**PROBLEM REQUIREMENTS**
Where the records hold the string "indexed", show the whole line it sits on.

**DATA FOR THE TASK**
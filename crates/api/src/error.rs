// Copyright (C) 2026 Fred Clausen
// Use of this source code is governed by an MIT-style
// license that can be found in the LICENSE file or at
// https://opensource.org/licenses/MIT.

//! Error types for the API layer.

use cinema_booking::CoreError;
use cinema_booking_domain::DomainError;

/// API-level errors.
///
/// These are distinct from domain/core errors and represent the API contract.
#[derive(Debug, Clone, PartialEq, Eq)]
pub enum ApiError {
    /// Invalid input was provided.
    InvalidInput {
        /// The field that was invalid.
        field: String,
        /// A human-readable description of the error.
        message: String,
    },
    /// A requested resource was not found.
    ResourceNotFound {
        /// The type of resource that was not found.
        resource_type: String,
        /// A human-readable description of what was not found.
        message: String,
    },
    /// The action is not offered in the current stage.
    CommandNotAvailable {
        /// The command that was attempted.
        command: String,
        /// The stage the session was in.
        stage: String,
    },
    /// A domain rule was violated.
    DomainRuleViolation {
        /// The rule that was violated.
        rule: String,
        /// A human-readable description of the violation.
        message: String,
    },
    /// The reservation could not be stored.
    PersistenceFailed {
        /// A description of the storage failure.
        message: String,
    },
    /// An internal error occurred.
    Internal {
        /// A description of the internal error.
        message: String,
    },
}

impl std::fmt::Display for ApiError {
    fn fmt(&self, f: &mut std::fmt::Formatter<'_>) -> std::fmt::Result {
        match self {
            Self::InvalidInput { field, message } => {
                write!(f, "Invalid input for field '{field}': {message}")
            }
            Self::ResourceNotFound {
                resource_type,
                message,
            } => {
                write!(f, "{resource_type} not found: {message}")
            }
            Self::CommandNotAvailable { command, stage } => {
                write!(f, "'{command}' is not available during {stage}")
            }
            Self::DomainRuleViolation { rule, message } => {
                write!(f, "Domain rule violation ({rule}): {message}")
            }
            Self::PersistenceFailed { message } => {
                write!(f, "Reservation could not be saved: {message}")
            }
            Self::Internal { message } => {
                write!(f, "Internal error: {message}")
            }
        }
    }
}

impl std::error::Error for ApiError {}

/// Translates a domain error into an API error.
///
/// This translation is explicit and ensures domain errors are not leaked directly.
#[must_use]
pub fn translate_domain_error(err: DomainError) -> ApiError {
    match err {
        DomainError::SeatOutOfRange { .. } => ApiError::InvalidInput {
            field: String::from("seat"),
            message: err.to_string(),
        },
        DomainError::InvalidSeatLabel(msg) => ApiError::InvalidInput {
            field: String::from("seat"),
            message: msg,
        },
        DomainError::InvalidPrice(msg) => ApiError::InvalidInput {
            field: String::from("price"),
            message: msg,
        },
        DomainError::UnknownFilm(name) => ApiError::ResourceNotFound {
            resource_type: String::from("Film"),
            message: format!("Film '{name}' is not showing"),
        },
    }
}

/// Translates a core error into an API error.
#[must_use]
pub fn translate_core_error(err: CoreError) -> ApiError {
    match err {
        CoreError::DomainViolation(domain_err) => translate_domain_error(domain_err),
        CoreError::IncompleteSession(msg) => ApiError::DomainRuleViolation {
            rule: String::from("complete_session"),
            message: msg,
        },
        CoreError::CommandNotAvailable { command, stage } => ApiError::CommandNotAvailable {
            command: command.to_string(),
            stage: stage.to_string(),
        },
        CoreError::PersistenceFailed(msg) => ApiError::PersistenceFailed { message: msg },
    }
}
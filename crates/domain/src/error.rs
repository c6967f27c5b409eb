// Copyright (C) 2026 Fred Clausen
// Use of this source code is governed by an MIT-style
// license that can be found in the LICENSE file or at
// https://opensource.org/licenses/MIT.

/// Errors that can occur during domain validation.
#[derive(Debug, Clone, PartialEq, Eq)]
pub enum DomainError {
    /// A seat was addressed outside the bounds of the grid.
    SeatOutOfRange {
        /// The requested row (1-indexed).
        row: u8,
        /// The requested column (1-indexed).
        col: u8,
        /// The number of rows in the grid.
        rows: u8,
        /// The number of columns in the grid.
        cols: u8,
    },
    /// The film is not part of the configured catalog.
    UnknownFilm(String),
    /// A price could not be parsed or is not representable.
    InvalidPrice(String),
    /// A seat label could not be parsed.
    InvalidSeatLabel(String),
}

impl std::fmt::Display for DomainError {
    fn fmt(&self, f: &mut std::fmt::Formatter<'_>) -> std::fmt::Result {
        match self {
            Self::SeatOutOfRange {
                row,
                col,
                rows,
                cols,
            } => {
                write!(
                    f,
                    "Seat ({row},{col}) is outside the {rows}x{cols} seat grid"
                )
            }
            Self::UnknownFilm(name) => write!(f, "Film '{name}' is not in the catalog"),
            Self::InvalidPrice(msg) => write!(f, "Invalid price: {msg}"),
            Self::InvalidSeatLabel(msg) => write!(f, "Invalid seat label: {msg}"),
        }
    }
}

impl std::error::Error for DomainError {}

**OUTPUT FOR THIS EXERCISE**
        /// The requested row (1-indexed).
        /// The requested column (1-indexed).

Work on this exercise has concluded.